在屏幕监控方面，ValleyRAT通过EnumDisplayMonitors函数枚举所有连接的显示器，并通过fnEnum回调函数处理其信息。它使用GetMonitorInfoW函数获取屏幕坐标和显示属性等详细信息，并将这些数据存储在内存中，以便进行屏幕捕获或与显示相关的操作。
键盘记录功能则根据攻击者在样本中嵌入的预定义配置文件激活，攻击者还可以设置注册表键以实现动态配置，而非依赖固定配置。如果一切设置妥当，攻击者会在“ProgramData”目录中创建一个名为“sys.key”的文件，并将记录的按键存储其中。
为了实现持久化，攻击者创建了一个名为“GFIRestart64.exe的文件，以避免引起怀疑。
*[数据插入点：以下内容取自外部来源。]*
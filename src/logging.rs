use std::{
    fs::{self, OpenOptions},
    io::Write,
    path::PathBuf,
    sync::{
        atomic::{AtomicBool, Ordering},
        mpsc::{self, Sender},
        OnceLock,
    },
    thread,
};

use crate::paths::config_dir;

/* =========================
   GLOBAL STATE
   ========================= */

static VERBOSE: AtomicBool = AtomicBool::new(false);
static LOG_PATH: OnceLock<PathBuf> = OnceLock::new();
static LOG_TX: OnceLock<Sender<String>> = OnceLock::new();

/* =========================
   PUBLIC API
   ========================= */

/// Starts the background writer. Calling it twice keeps the first writer.
pub fn init(verbose: bool) {
    VERBOSE.store(verbose, Ordering::Relaxed);
    if LOG_TX.get().is_some() {
        return;
    }

    let path = log_path().clone();
    let (tx, rx) = mpsc::channel::<String>();
    if LOG_TX.set(tx).is_err() {
        return;
    }

    thread::spawn(move || {
        if let Some(parent) = path.parent() {
            let _ = fs::create_dir_all(parent);
        }

        let Ok(mut file) = OpenOptions::new().create(true).append(true).open(&path) else {
            return;
        };

        while let Ok(line) = rx.recv() {
            let _ = writeln!(file, "{line}");
            let _ = file.flush();
        }
    });
}

pub fn set_debug(verbose: bool) {
    VERBOSE.store(verbose, Ordering::Relaxed);
}

#[inline]
pub fn should_log(level: &str) -> bool {
    if !VERBOSE.load(Ordering::Relaxed) {
        return level == "WARN" || level == "ERROR";
    }
    true
}

pub fn log_file() -> &'static PathBuf {
    log_path()
}

/* =========================
   INTERNAL
   ========================= */

#[inline]
pub fn enqueue(level: &str, msg: String) {
    if let Some(tx) = LOG_TX.get() {
        let ts = timestamp();
        let _ = tx.send(format!("{ts} [{level}] {msg}"));
    }
}

fn timestamp() -> String {
    let now = chrono::Local::now();
    now.format("%Y-%m-%d %H:%M:%S%.3f").to_string()
}

/* =========================
   MACROS
   ========================= */

#[macro_export]
macro_rules! info {
    ($($arg:tt)*) => {{
        if $crate::logging::should_log("INFO") {
            $crate::logging::enqueue(
                "INFO",
                format!($($arg)*)
            );
        }
    }};
}

#[macro_export]
macro_rules! warn {
    ($($arg:tt)*) => {{
        $crate::logging::enqueue(
            "WARN",
            format!($($arg)*)
        );
    }};
}

#[macro_export]
macro_rules! error {
    ($($arg:tt)*) => {{
        $crate::logging::enqueue(
            "ERROR",
            format!($($arg)*)
        );
    }};
}

/* =========================
   PATH
   ========================= */

fn log_path() -> &'static PathBuf {
    LOG_PATH.get_or_init(|| config_dir().join("taskbar-tint.log"))
}
use thiserror::Error;

use crate::shell::WindowHandle;

/// Failures reported by the native windowing layer.
#[derive(Debug, Error)]
pub enum ShellError {
    #[error("querying {attribute} of window {window:?} failed: {reason}")]
    WindowQuery {
        window: WindowHandle,
        attribute: &'static str,
        reason: String,
    },

    #[error("SetWindowCompositionAttribute rejected window {window:?}")]
    CompositionAttribute { window: WindowHandle },

    #[error("{0} is not available on this system")]
    Unsupported(&'static str),

    #[error("COM call {call} failed: {reason}")]
    Com { call: &'static str, reason: String },
}

impl ShellError {
    pub fn query(window: WindowHandle, attribute: &'static str, reason: impl ToString) -> Self {
        Self::WindowQuery {
            window,
            attribute,
            reason: reason.to_string(),
        }
    }
}

pub type ShellResult<T> = std::result::Result<T, ShellError>;
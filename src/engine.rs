//! State shared between the event-dispatch thread and the worker.

use std::{
    collections::{BTreeMap, BTreeSet},
    sync::{
        atomic::{AtomicBool, Ordering},
        Mutex, MutexGuard, PoisonError,
    },
};

use crate::{
    appearance::{Appearance, Preset},
    data_loaders::{blacklist::Blacklist, config::TintConfig},
    decision::{decide, DecisionContext, Signals, TimelineDetection},
    dispatcher::{Dispatch, Dispatcher},
    info,
    registry::MonitorRegistry,
    scanner::Scanner,
    shell::{MonitorId, Shell},
};

/// Everything guarded by the one lock: the registry and the dispatcher's
/// per-surface memo, which must never outlive a registry entry.
#[derive(Debug)]
pub struct Taskbars {
    pub registry: MonitorRegistry,
    pub dispatcher: Dispatcher,
}

pub struct Engine<S: Shell> {
    shell: S,
    config: TintConfig,
    blacklist: Blacklist,
    timeline: TimelineDetection,
    taskbars: Mutex<Taskbars>,
    peek_active: AtomicBool,
    start_opened: AtomicBool,
    should_show_peek: AtomicBool,
}

impl<S: Shell> Engine<S> {
    /// Reads the shell capabilities and performs the startup registry build.
    pub fn new(shell: S, config: TintConfig, blacklist: Blacklist) -> Self {
        let os_build = shell.os_build();
        let timeline = TimelineDetection::for_build(os_build, config.runtime.fluent_min_build);
        info!("[ENGINE] OS build {} -> timeline detection {:?}", os_build, timeline);

        let dispatcher = Dispatcher::new(&shell);
        let engine = Self {
            shell,
            config,
            blacklist,
            timeline,
            taskbars: Mutex::new(Taskbars {
                registry: MonitorRegistry::new(),
                dispatcher,
            }),
            peek_active: AtomicBool::new(false),
            start_opened: AtomicBool::new(false),
            should_show_peek: AtomicBool::new(true),
        };
        engine.rebuild_registry();
        engine
    }

    pub fn shell(&self) -> &S {
        &self.shell
    }

    pub fn config(&self) -> &TintConfig {
        &self.config
    }

    /// Rebinds every monitor to its current taskbar. Called on display
    /// changes and whenever the shell recreates a taskbar.
    pub fn rebuild_registry(&self) {
        let mut taskbars = self.lock();
        let Taskbars { registry, dispatcher } = &mut *taskbars;
        registry.rebuild(&self.shell);
        dispatcher.retain_surfaces(registry.surfaces());
    }

    pub fn set_peek_active(&self, active: bool) {
        self.peek_active.store(active, Ordering::Relaxed);
    }

    pub fn set_start_opened(&self, opened: bool) {
        self.start_opened.store(opened, Ordering::Relaxed);
    }

    pub fn signals(&self) -> Signals {
        Signals {
            peek_active: self.peek_active.load(Ordering::Relaxed),
            start_opened: self.start_opened.load(Ordering::Relaxed),
        }
    }

    /// Whether the peek button should be visible, as of the last recompute.
    pub fn should_show_peek(&self) -> bool {
        self.should_show_peek.load(Ordering::Relaxed)
    }

    /// Scans the windows and reassigns a preset to every monitor.
    ///
    /// The window sweep runs without the lock; a rebuild that lands in
    /// between only costs the new monitors one cycle on `Regular`.
    pub fn recompute(&self) {
        let known: BTreeSet<MonitorId> = self.lock().registry.monitors().collect();

        let scan = Scanner::new(&self.shell, &self.blacklist, &known).scan(self.config.needs_window_scan());
        let ctx = DecisionContext {
            scan: &scan,
            signals: self.signals(),
            config: &self.config,
            timeline: self.timeline,
        };

        let mut taskbars = self.lock();
        let decision = decide(&taskbars.registry, &ctx);
        for (monitor, preset) in &decision.assignments {
            let previous = taskbars.registry.get(*monitor).map(|entry| entry.preset);
            if previous != Some(*preset) {
                info!(
                    "[ENGINE] Monitor {:?}: {} -> {}",
                    monitor,
                    previous.map(Preset::name).unwrap_or("-"),
                    preset.name()
                );
            }
            taskbars.registry.assign(*monitor, *preset);
        }
        self.should_show_peek.store(decision.should_show_peek, Ordering::Relaxed);
    }

    /// Pushes the currently assigned presets to every taskbar.
    pub fn reapply(&self) {
        self.dispatch(|preset| *self.config.catalog.get(preset));
    }

    /// Puts every registered taskbar back to stock rendering. Only call once
    /// the worker has stopped.
    pub fn restore_all(&self) {
        info!("[ENGINE] Restoring {} taskbar(s)", self.lock().registry.len());
        self.dispatch(|_| Appearance::NORMAL);
    }

    /// Plans under the lock, calls into the shell without it, then records
    /// the outcomes for surfaces that are still registered.
    fn dispatch<F>(&self, appearance_for: F)
    where
        F: Fn(Preset) -> Appearance,
    {
        let planned: Vec<Dispatch> = {
            let mut taskbars = self.lock();
            let Taskbars { registry, dispatcher } = &mut *taskbars;
            registry
                .iter()
                .filter_map(|(_, entry)| dispatcher.plan(entry.surface, &appearance_for(entry.preset)))
                .collect()
        };
        if planned.is_empty() {
            return;
        }

        let outcomes: Vec<_> = planned
            .iter()
            .map(|dispatch| (dispatch.surface(), dispatch.perform(&self.shell)))
            .collect();

        let mut taskbars = self.lock();
        let Taskbars { registry, dispatcher } = &mut *taskbars;
        for (surface, outcome) in outcomes {
            if registry.holds_surface(surface) {
                dispatcher.record(surface, &outcome);
            }
        }
    }

    pub fn presets(&self) -> BTreeMap<MonitorId, Preset> {
        self.lock()
            .registry
            .iter()
            .map(|(monitor, entry)| (*monitor, entry.preset))
            .collect()
    }

    fn lock(&self) -> MutexGuard<'_, Taskbars> {
        self.taskbars.lock().unwrap_or_else(PoisonError::into_inner)
    }
}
此外，ValleyRAT还具备反VMware功能，它通过检查“C:\Program Files\VMware\VMware Tools”目录和特定的VMware进程，以及验证系统是否属于“WORKGROUP”、物理内存是否低于1,173,624,064字节、硬盘大小是否超过110GB等条件，来判断自身是否运行在VMware虚拟机中。如果检测到VMware环境，它可能会更改或终止执行，以逃避检测。如果未检测到虚拟机环境，它会尝试连接到www.baidu.com，作为其网络通信检查的一部分。
在C2（命令与控制）通信方面，ValleyRAT在安装过程中初始化C2 IP地址和端口，并通过一系列命令与C2服务器进行交互，执行诸如清理插件、获取系统进程列表、下载和执行文件、设置开机启动等操作。

四、总结
ValleyRAT恶意软件连接的C2服务器分布在全球多个地区，部分服务器位于国内。攻击者使用动态域名和快速更换IP地址的策略，以逃避封锁和追踪溯源。所以在面对ValleyRAT恶意软件的攻击威胁时，传统的基于公开情报或简单行为模式的检测技术已显得力不从心，需要针对性调整检测方法及防御技术策略。另外，根据Morphisec的分析，攻击者的主要动机是窃取商业机密、知识产权和财务信息。此外，攻击者还可能利用受感染系统作为跳板，进一步渗透目标企业的合作伙伴或客户网络。